Under the technical direction of “Nick” Sandoz, a team of riggers from the company Seven, including Thomas Rivet and Florian Henning, implemented more than 250 motors on all stages.

The rigging crew at the Paléo: Flo, Guill, Lolo, Dorian, and Thomas.

Already a user of Sonoss remote controls, Skynight has this year used on the main stage of the festival, the Sonoss remote control with hybrid contactors and memories of groups of 72 channels using HF (wireless, high frequencies). This system is based on racks of 12-way remote controls that can be linked at will.

The remote control using HF, here being operated by Dorian, is really an appreciable comfort on the job.

At the festival, the staff had 5 12-way “touring” remote controls, for a total of 60 channels that could be controlled using HF by the new Sonoss remote control.

Simple to implement, once all the different remote controls are assigned, the mobility that the HF system allows greatly facilitates the entire installation of the rigging kit, avoiding endless round trips to the control module.

The 32 amp In/Out power principle is particularly well suited to this kind of configuration, where rarely more than 12 motors are used together, which makes it possible to be efficient while being energy saving
The ability to create groups simplifies truss movements, also avoiding selection errors.

The “in-house” trusses, use a total of 56 motors.

We interviewed Florian Henning, rigging/lifting expert for the past 5 years for Seven. He configured and operated the HF remote control on the main stage of the Paléo festival. He was present for the duration of the festival as of the set-up.

SLU : We saw this remote control installed permanently at the Grand Palais Ephémère with hybrid contactor cabinets. Is the system also suitable for tours and festivals in terms of ease of setup?

Florian Henning : A kit that has been configured and assembled in “residence” is easy to use on tour. For a festival configuration like the Paléo, in itself, it is not more complicated because the configuration is quite fast.
At the Paléo, on the main stage, I had 56 motors and 6 hybrid contactor remote controls in racks of 12 channels each, and the remote control controlled them entirely using HF.

The motors use conventional P17 plugs that are wired back to the racks and their assignment is simple: the first block on tracks 1 to 12, the second from 13 to 24, and so on. The remote control then recognizes all motors from 1 to 56.

The hybrid contact racks to be remotely controlled.

The handling is quite fast and user-friendly knowing that you do not have to configure each motor but only each block of 12 channels. Creating memories of groups of motors is also very simple and reassuring.
When you have your truss 1, for example, rigged to 5 motors + a cable pick, you switch the motors on your remote control (switch lever to ON), their light comes on, you press 3 seconds on one of the 20 group keys, for example, the key 1, and all the motors of this group are assigned to this key. You deselect the engines of the first group memorized and you repeat the operation for the next truss.

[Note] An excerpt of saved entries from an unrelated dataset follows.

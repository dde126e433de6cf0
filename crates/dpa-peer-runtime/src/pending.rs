use dashmap::DashMap;
use dpa_metrics::PENDING_REQUESTS;
use dpa_shared::DiameterMessage;
use std::time::{Duration, Instant};

/// A request written to the peer and still waiting for its answer
#[derive(Debug, Clone)]
pub struct PendingRequest {
    pub request: DiameterMessage,
    pub sent_at: Instant,
}

/// Requests awaiting answers, keyed by Hop-by-Hop id.
///
/// Guarded by its own lock so senders never wait on the peer's event queue.
#[derive(Debug, Default)]
pub struct PendingRequests {
    entries: DashMap<u32, PendingRequest>,
}

impl PendingRequests {
    pub fn new() -> Self {
        Self::default()
    }

    pub fn insert(&self, request: DiameterMessage, sent_at: Instant) {
        let key = request.hop_by_hop_id;
        if self.entries.insert(key, PendingRequest { request, sent_at }).is_none() {
            PENDING_REQUESTS.inc();
        }
    }

    /// Remove and return the request an answer belongs to
    pub fn remove(&self, hop_by_hop_id: u32) -> Option<DiameterMessage> {
        let (_, pending) = self.entries.remove(&hop_by_hop_id)?;
        PENDING_REQUESTS.dec();
        Some(pending.request)
    }

    /// Drop every entry, returns how many were dropped
    pub fn clear(&self) -> usize {
        let dropped = self.entries.len();
        self.entries.clear();
        PENDING_REQUESTS.sub(dropped as i64);
        dropped
    }

    /// Remove entries sent `timeout` or longer before `now`
    pub fn take_expired(&self, now: Instant, timeout: Duration) -> Vec<DiameterMessage> {
        // Collect keys first: removing while iterating would deadlock the shard
        let keys: Vec<u32> = self
            .entries
            .iter()
            .filter(|entry| now.saturating_duration_since(entry.sent_at) >= timeout)
            .map(|entry| *entry.key())
            .collect();

        keys.into_iter().filter_map(|key| self.remove(key)).collect()
    }

    pub fn len(&self) -> usize {
        self.entries.len()
    }

    pub fn is_empty(&self) -> bool {
        self.entries.is_empty()
    }
}
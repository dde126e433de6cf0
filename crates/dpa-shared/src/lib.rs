use bytes::Bytes;

// Diameter Command Codes (RFC 6733 base protocol)
pub const CMD_CER: u32 = 257;
pub const CMD_DWR: u32 = 280;
pub const CMD_DPR: u32 = 282;

// AVP Codes
pub const AVP_HOST_IP_ADDRESS: u32 = 257;
pub const AVP_AUTH_APPLICATION_ID: u32 = 258;
pub const AVP_ORIGIN_HOST: u32 = 264;
pub const AVP_VENDOR_ID: u32 = 266;
pub const AVP_RESULT_CODE: u32 = 268;
pub const AVP_PRODUCT_NAME: u32 = 269;
pub const AVP_DISCONNECT_CAUSE: u32 = 273;
pub const AVP_ORIGIN_STATE_ID: u32 = 278;
pub const AVP_ORIGIN_REALM: u32 = 296;

// Result-Code values (AVP 268)
pub const RESULT_CODE_SUCCESS: u32 = 2001; // DIAMETER_SUCCESS
pub const RESULT_CODE_UNABLE_TO_DELIVER: u32 = 3002; // DIAMETER_UNABLE_TO_DELIVER
pub const RESULT_CODE_UNABLE_TO_COMPLY: u32 = 5012; // DIAMETER_UNABLE_TO_COMPLY

// Disconnect-Cause values (AVP 273)
pub const DISCONNECT_CAUSE_REBOOTING: u32 = 0;
pub const DISCONNECT_CAUSE_BUSY: u32 = 1;
pub const DISCONNECT_CAUSE_DO_NOT_WANT_TO_TALK_TO_YOU: u32 = 2;

// Header flags
pub const FLAG_REQUEST: u8 = 0x80;
pub const AVP_FLAG_MANDATORY: u8 = 0x40;

/// Identifies one transport connection for the lifetime of the process.
pub type ConnectionId = u64;

#[derive(Debug, Clone, PartialEq)]
pub struct Avp {
    pub code: u32,
    pub flags: u8,
    pub length: u32,
    pub vendor_id: Option<u32>,
    pub data: Bytes, // Zero-copy friendly
}

impl Avp {
    pub fn new(code: u32, data: impl Into<Bytes>) -> Self {
        let data = data.into();
        Self {
            code,
            flags: AVP_FLAG_MANDATORY,
            length: 8 + data.len() as u32,
            vendor_id: None,
            data,
        }
    }

    /// Unsigned32 / Enumerated AVP
    pub fn u32(code: u32, value: u32) -> Self {
        Self::new(code, value.to_be_bytes().to_vec())
    }

    /// UTF8String / DiameterIdentity AVP
    pub fn string(code: u32, value: &str) -> Self {
        Self::new(code, value.as_bytes().to_vec())
    }

    pub fn as_string(&self) -> String {
        String::from_utf8_lossy(&self.data).to_string()
    }

    pub fn as_u32(&self) -> Option<u32> {
        let bytes: [u8; 4] = self.data[..].try_into().ok()?;
        Some(u32::from_be_bytes(bytes))
    }
}

#[derive(Debug, Clone, PartialEq)]
pub struct DiameterMessage {
    pub version: u8,
    pub flags: u8,
    pub command_code: u32,
    pub application_id: u32,
    pub hop_by_hop_id: u32,
    pub end_to_end_id: u32,
    pub is_request: bool,
    pub avps: Vec<Avp>,
    /// Connection the message arrived on (set by the transport on receipt)
    pub connection: Option<ConnectionId>,
    /// On an answer: the request it resulted from, when one was pending
    pub request: Option<Box<DiameterMessage>>,
}

impl DiameterMessage {
    pub fn new(command_code: u32, is_request: bool) -> Self {
        Self {
            version: 1,
            flags: if is_request { FLAG_REQUEST } else { 0x00 },
            command_code,
            application_id: 0,
            hop_by_hop_id: 0,
            end_to_end_id: 0,
            is_request,
            avps: Vec::new(),
            connection: None,
            request: None,
        }
    }

    pub fn request(command_code: u32, application_id: u32) -> Self {
        let mut msg = Self::new(command_code, true);
        msg.application_id = application_id;
        msg
    }

    /// Build the answer to this request carrying the given Result-Code.
    ///
    /// The answer keeps the identifiers needed to correlate it on the remote
    /// side and is bound to the connection the request arrived on.
    pub fn create_answer(&self, result_code: u32) -> DiameterMessage {
        let mut answer = Self::new(self.command_code, false);
        answer.application_id = self.application_id;
        answer.hop_by_hop_id = self.hop_by_hop_id;
        answer.end_to_end_id = self.end_to_end_id;
        answer.connection = self.connection;
        answer.add_avp(Avp::u32(AVP_RESULT_CODE, result_code));
        answer
    }

    // Helper: Get specific AVP
    pub fn get_avp(&self, code: u32) -> Option<&Avp> {
        self.avps.iter().find(|a| a.code == code)
    }

    // Helper: Add or replace AVP
    pub fn set_avp(&mut self, avp: Avp) {
        if let Some(existing) = self.avps.iter_mut().find(|a| a.code == avp.code) {
            *existing = avp;
        } else {
            self.avps.push(avp);
        }
    }

    // Helper: Append AVP (repeated AVPs allowed)
    pub fn add_avp(&mut self, avp: Avp) {
        self.avps.push(avp);
    }

    pub fn result_code(&self) -> Option<u32> {
        self.get_avp(AVP_RESULT_CODE).and_then(Avp::as_u32)
    }

    pub fn disconnect_cause(&self) -> Option<u32> {
        self.get_avp(AVP_DISCONNECT_CAUSE).and_then(Avp::as_u32)
    }

    pub fn origin_host(&self) -> Option<String> {
        self.get_avp(AVP_ORIGIN_HOST).map(Avp::as_string)
    }

    // Helper: Check message type
    pub fn is_cer(&self) -> bool { self.command_code == CMD_CER && self.is_request }
    pub fn is_cea(&self) -> bool { self.command_code == CMD_CER && !self.is_request }
    pub fn is_dwr(&self) -> bool { self.command_code == CMD_DWR && self.is_request }
    pub fn is_dwa(&self) -> bool { self.command_code == CMD_DWR && !self.is_request }
    pub fn is_dpr(&self) -> bool { self.command_code == CMD_DPR && self.is_request }
    pub fn is_dpa(&self) -> bool { self.command_code == CMD_DPR && !self.is_request }

    /// CER/CEA, DWR/DWA and DPR/DPA are consumed by the peer itself.
    pub fn is_control(&self) -> bool {
        matches!(self.command_code, CMD_CER | CMD_DWR | CMD_DPR)
    }
}

#[cfg(test)]
mod tests {
    use super::*;

    #[test]
    fn test_create_answer_keeps_identifiers() {
        let mut dpr = DiameterMessage::request(CMD_DPR, 0);
        dpr.hop_by_hop_id = 7;
        dpr.end_to_end_id = 9;
        dpr.connection = Some(3);
        dpr.add_avp(Avp::u32(AVP_DISCONNECT_CAUSE, DISCONNECT_CAUSE_REBOOTING));

        let dpa = dpr.create_answer(RESULT_CODE_SUCCESS);
        assert!(dpa.is_dpa());
        assert_eq!(dpa.hop_by_hop_id, 7);
        assert_eq!(dpa.end_to_end_id, 9);
        assert_eq!(dpa.connection, Some(3));
        assert_eq!(dpa.result_code(), Some(RESULT_CODE_SUCCESS));
        assert_eq!(dpa.flags & FLAG_REQUEST, 0);
        assert_eq!(dpr.disconnect_cause(), Some(DISCONNECT_CAUSE_REBOOTING));
    }

    #[test]
    fn test_control_commands() {
        assert!(DiameterMessage::new(CMD_CER, true).is_control());
        assert!(DiameterMessage::new(CMD_DWR, false).is_control());
        assert!(!DiameterMessage::new(272, true).is_control());
    }

    #[test]
    fn test_avp_readers() {
        let host = Avp::string(AVP_ORIGIN_HOST, "peer.example.com");
        assert_eq!(host.as_string(), "peer.example.com");
        assert_eq!(host.length, 8 + 16);
        assert_eq!(host.as_u32(), None);
        assert_eq!(Avp::u32(AVP_RESULT_CODE, 2001).as_u32(), Some(2001));
    }
}
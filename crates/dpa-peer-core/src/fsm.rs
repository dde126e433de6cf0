use super::types::*;
use dpa_core::{DpaError, Result};
use dpa_shared::{DISCONNECT_CAUSE_REBOOTING, RESULT_CODE_SUCCESS};
use std::time::{Duration, Instant};

/// Peer state machine for one remote Diameter node.
///
/// Owns the two connection slots (`initiated`: we connected, `accepted`: the
/// remote connected to us), the administrative-stop flag and the watchdog
/// bookkeeping. Undefined transitions return [`DpaError::UnexpectedEvent`]
/// and leave the machine untouched.
#[derive(Debug)]
pub struct PeerFsm {
    local_identity: String,
    remote_host: Option<String>,
    state: PeerState,
    initiated: Option<ConnectionId>,
    accepted: Option<ConnectionId>,
    // CER received on `accepted`, answered once the election is settled
    accepted_cer: Option<DiameterMessage>,
    connecting: Option<AttemptId>,
    last_attempt: AttemptId,
    stopped: bool,
    wait_for_dwa: bool,
    last_message: Option<Instant>,
    // When the current state was entered
    state_since: Option<Instant>,
}
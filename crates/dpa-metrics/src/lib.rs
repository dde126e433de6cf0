use lazy_static::lazy_static;
use prometheus::{Encoder, IntCounter, IntCounterVec, IntGauge, Opts, Registry, TextEncoder};
use std::sync::Once;

lazy_static! {
    /// Global Prometheus registry
    pub static ref REGISTRY: Registry = Registry::new();

    pub static ref PEER_TRANSITIONS_TOTAL: IntCounterVec = IntCounterVec::new(
        Opts::new("peer_transitions_total", "Peer state machine transitions"),
        &["from", "to"]
    ).unwrap();

    pub static ref PEERS_OPEN: IntGauge = IntGauge::with_opts(
        Opts::new("peers_open", "Number of peers in the Open state")
    ).unwrap();

    pub static ref WATCHDOG_REQUESTS_TOTAL: IntCounter = IntCounter::with_opts(
        Opts::new("watchdog_requests_total", "Device-Watchdog-Requests sent")
    ).unwrap();

    pub static ref WATCHDOG_FAILURES_TOTAL: IntCounter = IntCounter::with_opts(
        Opts::new("watchdog_failures_total", "Peers closed because no DWA arrived")
    ).unwrap();

    pub static ref RECONNECTS_SCHEDULED_TOTAL: IntCounter = IntCounter::with_opts(
        Opts::new("reconnects_scheduled_total", "Reconnect attempts scheduled")
    ).unwrap();

    pub static ref PENDING_REQUESTS: IntGauge = IntGauge::with_opts(
        Opts::new("pending_requests", "Requests sent and awaiting an answer")
    ).unwrap();

    pub static ref PROTOCOL_VIOLATIONS_TOTAL: IntCounter = IntCounter::with_opts(
        Opts::new("protocol_violations_total", "Events received in a state that does not accept them")
    ).unwrap();
}

static REGISTER: Once = Once::new();

/// Register all metrics with the global registry (only the first call registers)
pub fn register_metrics() {
    REGISTER.call_once(|| {
        REGISTRY.register(Box::new(PEER_TRANSITIONS_TOTAL.clone())).unwrap();
        REGISTRY.register(Box::new(PEERS_OPEN.clone())).unwrap();
        REGISTRY.register(Box::new(WATCHDOG_REQUESTS_TOTAL.clone())).unwrap();
        REGISTRY.register(Box::new(WATCHDOG_FAILURES_TOTAL.clone())).unwrap();
        REGISTRY.register(Box::new(RECONNECTS_SCHEDULED_TOTAL.clone())).unwrap();
        REGISTRY.register(Box::new(PENDING_REQUESTS.clone())).unwrap();
        REGISTRY.register(Box::new(PROTOCOL_VIOLATIONS_TOTAL.clone())).unwrap();
    });
}

/// Record a state transition
pub fn record_transition(from: &str, to: &str) {
    PEER_TRANSITIONS_TOTAL.with_label_values(&[from, to]).inc();
    if to == "Open" {
        PEERS_OPEN.inc();
    } else if from == "Open" {
        PEERS_OPEN.dec();
    }
}

/// Gather metrics in Prometheus text format
pub fn gather_metrics() -> String {
    let encoder = TextEncoder::new();
    let metric_families = REGISTRY.gather();
    let mut buffer = vec![];
    encoder.encode(&metric_families, &mut buffer).unwrap();
    String::from_utf8(buffer).unwrap()
}

#[cfg(test)]
mod tests {
    use super::*;

    #[test]
    fn test_metrics_registration() {
        register_metrics();
        register_metrics();

        record_transition("Wait-I-CEA", "Open");
        WATCHDOG_REQUESTS_TOTAL.inc();
        PENDING_REQUESTS.set(3);

        let metrics = gather_metrics();
        assert!(metrics.contains("peer_transitions_total"));
        assert!(metrics.contains("watchdog_requests_total"));
        assert!(metrics.contains("pending_requests 3"));
    }
}
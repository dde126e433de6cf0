use dpa_config::NodeConfig;
use dpa_core::DpaError;
use dpa_node::LocalNode;
use dpa_shared::{Avp, AVP_ORIGIN_HOST, AVP_ORIGIN_REALM};
use std::net::{Ipv4Addr, SocketAddr};
use tracing::{debug, info, warn};

#[tokio::main]
async fn main() -> anyhow::Result<()> {
    let path = std::env::var("DPA_CONFIG").unwrap_or_else(|_| "config/dpa.yaml".to_string());
    let config: NodeConfig = dpa_config::load_config(&path)?;

    // Initialize logging
    let log_format: dpa_logging::LogFormat =
        config.app.log_format.parse().map_err(anyhow::Error::msg)?;
    dpa_logging::init_with(&config.app.log_level, log_format);

    // Register metrics
    dpa_metrics::register_metrics();

    info!(
        service = %config.app.service_name,
        version = env!("CARGO_PKG_VERSION"),
        identity = %config.identity,
        "Starting Diameter Peer Agent service"
    );

    let metrics_addr = SocketAddr::from((Ipv4Addr::UNSPECIFIED, config.app.metrics_port));
    let node = LocalNode::new(config);
    dpa_node::metrics::serve(metrics_addr, node.shutdown_token()).await?;
    let addr = node.listen().await?;
    info!(%addr, "Accepting peer connections");
    node.start().await?;

    // No applications are hosted here: requests are refused, answers only logged
    if let Some(mut inbound) = node.take_inbound() {
        let node = node.clone();
        tokio::spawn(async move {
            while let Some(message) = inbound.recv().await {
                if !message.is_request {
                    debug!(command_code = message.command_code, "Answer received");
                    continue;
                }
                let Some(peer) = message.origin_host().and_then(|host| node.peer(&host)) else {
                    continue;
                };
                let refusal = DpaError::ApplicationUnsupported(message.application_id);
                let mut answer = message.create_answer(refusal.to_result_code());
                answer.set_avp(Avp::string(AVP_ORIGIN_HOST, &node.config().identity));
                answer.set_avp(Avp::string(AVP_ORIGIN_REALM, &node.config().realm));
                if let Err(e) = peer.send(answer).await {
                    warn!(peer = %peer, error = %e, severity = %e.severity(), "Failed to answer request");
                }
            }
        });
    }

    tokio::signal::ctrl_c().await?;
    info!("Shutdown requested");
    node.stop().await;
    Ok(())
}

When needed, simply deselect the motors (OFF position of the switches), double-click on the group button, and all the lights in the group light up automatically. By pressing the general “ACTION” button up or down, the group’s motors start moving.
When you have to raise a truss, it’s convenient because the motors are all assigned to your group. And if by mistake you trigger another motor, the remote control refuses to start it moving. This is a very important part of its security. This remote control provides real comfort to the job.

You will find below a tutorial by Manuel Lauwerier on how the remote works.

SLU : How does the raising and lowering of trusses work in a festival? Is it once or several times a day?

Florian Henning : In the morning, we put the trusses at the height requested by the technician who is touring with the first entertainer and we do the same operation again between each band. Sometimes the band comes with his video or an add-on kit. For example, the lighting designer of Feu! Chatterton used handmade lights on aluminum foil that tilted.
We had reserved an empty entire truss for his own kit by creating a new group of engines for this truss, marked with gaffer tape. On a festival like Paléo that uses 56 engines, it’s complicated to have everything memorized in your head. And this remote control simplifies the work and allows us to work with more security. That being said, we must always be careful because the main principle of our business is there. This remote control does not prevent you from remaining vigilant and attentive.

SLU : Let’s get back to assigning 12-channel racks. Is it done quickly?

Florian Henning : We had a little bit of trouble because we had never used this remote control and the assignment does not enter into the training of the riggers. But it’s good that it happens, and since I’ve done a lot of electricity and racks in my career, I have notions. That’s why I looked into it when I wasn’t the crew boss of this main stage.

SLU : Are there a lot of bands that have special requests in rigging?

Florian Henning : Each festival will more or less manage to negotiate certain requests, to refuse them when others will accept everything. It really depends on the technical director of the festival. The groups, for the most part, have different height requests, if only for reasons of ambient light, depending on the time of day. At night, for example, they can afford to raise the trusses higher.

Changing the height of the trusses of the in-house kit is a very simple task that does not require sending technicians up in the mother grill (roof and hanging point of a temporary open-air covered stage) and these are requests accepted systematically. These are maneuvers that take no more than 10 to 15 minutes with a technician using the remote control and another who controls visually. On every festival stage we always have two riggers present. However, lowering a truss to replace all of the lighting fixtures on it, is longer obviously.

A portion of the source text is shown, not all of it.